After seeing these calculations, we are now strongly considering both getting new jobs and work hard in the next two years. Killing most of our debts in the process to increase cash-flow. Then both stop working in 2022, move to a different house and switching all our real estate into Box 1. It really seems the smartest thing to do. The good thing here is that we can use the benefits of Box 3 for the coming years (where taxation is currently still really low), and switch when they disappear.
There are a few other perks in Box 1 and 2, that you don’t get in Box 3. You can deduct expenses related to your real estate. In short, if you do your own tenant selection, screening and maintenance you need stuff. You need a phone, and a computer, and an internet connection. You also need tools. Heck you perhaps even need a car! See where I’m going with this? There are obviously rules as to what you are and are not allowed to deduct, but there is some room to play here.
There is a big perk for Box 2, which you don’t have in either Box 1 or 3. Limited liability. When you incorporate you protect you personal wealth from lawsuits (assuming you did nothing wrong or against the law). Especially if you have a larger wealth, this could start to become important and worth the lower net income. Risk management is key.

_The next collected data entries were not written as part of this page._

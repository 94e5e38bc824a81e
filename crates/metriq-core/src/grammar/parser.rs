//! Query text parser: recursive descent from text to a [`ParseNode`] tree.
//!
//! Grammar:
//! ```text
//! query       := graph_query | alert_query
//! graph_query := time_point ['to' time_point] expression
//! alert_query := expression trigger 'do' name
//! trigger     := comparator number (('and' | 'or') comparator number)* ['for' relative]
//! time_point  := relative | date time | time
//! expression  := additive additive* (connector additive)*
//! connector   := '|' | '>|' | '&'
//! additive    := multiplicative (('+' | '-') multiplicative)*
//! multiplicative := primary (('*' | '/') primary)*
//! primary     := '(' expression ')' | number | metric | function
//! metric      := 'm' '(' metric_arg (',' metric_arg)* ')'
//! function    := name ['(' [argument (',' argument)*] ')']
//! argument    := string | number | percent | boolean | relative
//! ```

use std::fmt;

use tracing::trace;

use super::ast::ParseNode;
use crate::error::{Error, Result};

const KEYWORDS: [&str; 5] = ["to", "for", "do", "and", "or"];

#[derive(Debug, Clone, PartialEq)]
enum Token {
    Str(String),
    Number(String),
    /// Digits with a unit suffix, e.g. `30m`
    Duration(i64, String),
    Word(String),
    /// `am` / `pm` written straight after a number
    Meridiem(String),
    Symbol(&'static str),
    Eof,
}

As noted before, the Dutch tax system can be complicated and has many exceptions and exclusions. It also changes as you can see, especially the major difference in how Box 3 is being taxed. Changes can have a major impact on your FIRE journey and when you don’t have a job anymore. Or, whether you perhaps want to keep a job during FIRE. It strongly affects how you setup your wealth and how want to have it taxed. That being said, due to the changes, it seems that Box 1 might actually become pretty interesting as of 2022, even if you don’t want to do a lot of the work yourself!
Thoughts, ideas, errors? Bring it on!